- [Task requirements]:
Whenever a line in the listing contains "false", copy that line.

# # # # #

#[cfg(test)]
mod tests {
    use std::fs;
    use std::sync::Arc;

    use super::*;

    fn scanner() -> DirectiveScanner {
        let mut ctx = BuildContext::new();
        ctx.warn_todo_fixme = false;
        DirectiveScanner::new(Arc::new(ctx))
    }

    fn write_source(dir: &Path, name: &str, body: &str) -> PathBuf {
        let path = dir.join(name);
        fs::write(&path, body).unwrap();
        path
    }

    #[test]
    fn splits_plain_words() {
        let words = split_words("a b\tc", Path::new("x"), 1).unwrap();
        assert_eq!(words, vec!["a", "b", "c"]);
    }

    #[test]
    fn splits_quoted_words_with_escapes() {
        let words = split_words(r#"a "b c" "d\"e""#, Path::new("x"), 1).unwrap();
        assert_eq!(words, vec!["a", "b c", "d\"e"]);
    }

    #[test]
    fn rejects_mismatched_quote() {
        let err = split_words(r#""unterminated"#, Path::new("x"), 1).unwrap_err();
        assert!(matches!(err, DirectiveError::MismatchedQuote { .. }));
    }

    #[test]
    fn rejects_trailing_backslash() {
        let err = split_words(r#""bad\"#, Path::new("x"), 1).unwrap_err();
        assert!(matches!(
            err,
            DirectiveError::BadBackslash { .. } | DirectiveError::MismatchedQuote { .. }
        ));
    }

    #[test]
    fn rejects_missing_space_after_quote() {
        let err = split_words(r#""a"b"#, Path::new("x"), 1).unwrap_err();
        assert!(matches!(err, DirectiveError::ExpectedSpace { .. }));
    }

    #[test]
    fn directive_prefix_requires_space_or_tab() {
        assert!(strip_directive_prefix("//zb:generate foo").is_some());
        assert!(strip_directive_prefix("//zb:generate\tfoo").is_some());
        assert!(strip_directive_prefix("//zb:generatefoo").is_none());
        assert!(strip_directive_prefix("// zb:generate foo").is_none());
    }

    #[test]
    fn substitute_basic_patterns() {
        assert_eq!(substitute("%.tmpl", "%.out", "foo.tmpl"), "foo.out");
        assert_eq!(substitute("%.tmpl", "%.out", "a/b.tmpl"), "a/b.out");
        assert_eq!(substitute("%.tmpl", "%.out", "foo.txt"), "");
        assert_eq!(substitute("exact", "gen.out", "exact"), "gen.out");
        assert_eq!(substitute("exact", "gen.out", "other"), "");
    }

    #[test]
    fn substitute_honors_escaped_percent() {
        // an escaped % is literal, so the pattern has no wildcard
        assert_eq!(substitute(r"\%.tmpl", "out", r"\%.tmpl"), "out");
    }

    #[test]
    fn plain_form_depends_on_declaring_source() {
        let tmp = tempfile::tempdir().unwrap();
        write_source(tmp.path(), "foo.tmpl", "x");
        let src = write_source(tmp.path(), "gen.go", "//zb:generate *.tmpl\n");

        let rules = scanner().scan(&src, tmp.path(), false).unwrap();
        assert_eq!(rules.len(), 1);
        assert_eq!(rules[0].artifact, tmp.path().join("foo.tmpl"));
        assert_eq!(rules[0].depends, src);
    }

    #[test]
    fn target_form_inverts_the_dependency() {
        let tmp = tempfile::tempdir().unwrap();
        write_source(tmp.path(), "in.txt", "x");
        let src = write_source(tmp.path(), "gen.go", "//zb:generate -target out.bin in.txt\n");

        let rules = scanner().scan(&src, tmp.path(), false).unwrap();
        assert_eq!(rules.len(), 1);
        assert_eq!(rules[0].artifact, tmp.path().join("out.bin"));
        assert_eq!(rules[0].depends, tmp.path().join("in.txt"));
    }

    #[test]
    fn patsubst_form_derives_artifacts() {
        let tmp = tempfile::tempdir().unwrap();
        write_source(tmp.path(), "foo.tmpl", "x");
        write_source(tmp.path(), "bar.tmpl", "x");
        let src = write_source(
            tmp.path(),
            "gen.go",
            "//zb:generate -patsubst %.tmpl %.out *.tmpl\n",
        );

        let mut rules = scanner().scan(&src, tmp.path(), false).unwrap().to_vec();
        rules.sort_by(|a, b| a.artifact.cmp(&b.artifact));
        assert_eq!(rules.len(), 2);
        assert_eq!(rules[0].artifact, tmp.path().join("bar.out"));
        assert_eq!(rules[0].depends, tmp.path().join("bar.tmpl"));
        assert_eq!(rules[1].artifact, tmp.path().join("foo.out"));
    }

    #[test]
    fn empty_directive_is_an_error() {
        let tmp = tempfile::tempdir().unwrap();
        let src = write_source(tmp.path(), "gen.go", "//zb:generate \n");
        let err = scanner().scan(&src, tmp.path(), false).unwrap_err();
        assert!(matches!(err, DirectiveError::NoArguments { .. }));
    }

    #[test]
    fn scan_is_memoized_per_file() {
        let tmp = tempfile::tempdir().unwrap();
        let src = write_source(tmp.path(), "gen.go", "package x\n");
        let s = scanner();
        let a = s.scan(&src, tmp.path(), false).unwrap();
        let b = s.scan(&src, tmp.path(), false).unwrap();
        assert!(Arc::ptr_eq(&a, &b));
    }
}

# # # # #

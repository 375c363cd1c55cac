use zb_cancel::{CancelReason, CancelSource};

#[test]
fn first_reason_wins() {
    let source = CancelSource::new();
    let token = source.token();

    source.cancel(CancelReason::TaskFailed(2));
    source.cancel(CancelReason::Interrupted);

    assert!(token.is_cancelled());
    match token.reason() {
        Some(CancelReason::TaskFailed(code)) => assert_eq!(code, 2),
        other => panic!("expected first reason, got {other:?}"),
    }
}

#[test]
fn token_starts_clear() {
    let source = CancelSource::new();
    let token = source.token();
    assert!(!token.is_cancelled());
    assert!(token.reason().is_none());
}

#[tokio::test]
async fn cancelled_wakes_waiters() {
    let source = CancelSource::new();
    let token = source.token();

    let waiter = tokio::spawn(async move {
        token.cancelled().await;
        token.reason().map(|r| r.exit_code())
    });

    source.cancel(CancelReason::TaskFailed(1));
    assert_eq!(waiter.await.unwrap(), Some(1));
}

# # # # #

- [Exercise result]:
        ctx.warn_todo_fixme = false;
        let rules = scanner().scan(&src, tmp.path(), false).unwrap();
        let rules = scanner().scan(&src, tmp.path(), false).unwrap();
        let mut rules = scanner().scan(&src, tmp.path(), false).unwrap().to_vec();
        let err = scanner().scan(&src, tmp.path(), false).unwrap_err();
        let a = s.scan(&src, tmp.path(), false).unwrap();
        let b = s.scan(&src, tmp.path(), false).unwrap();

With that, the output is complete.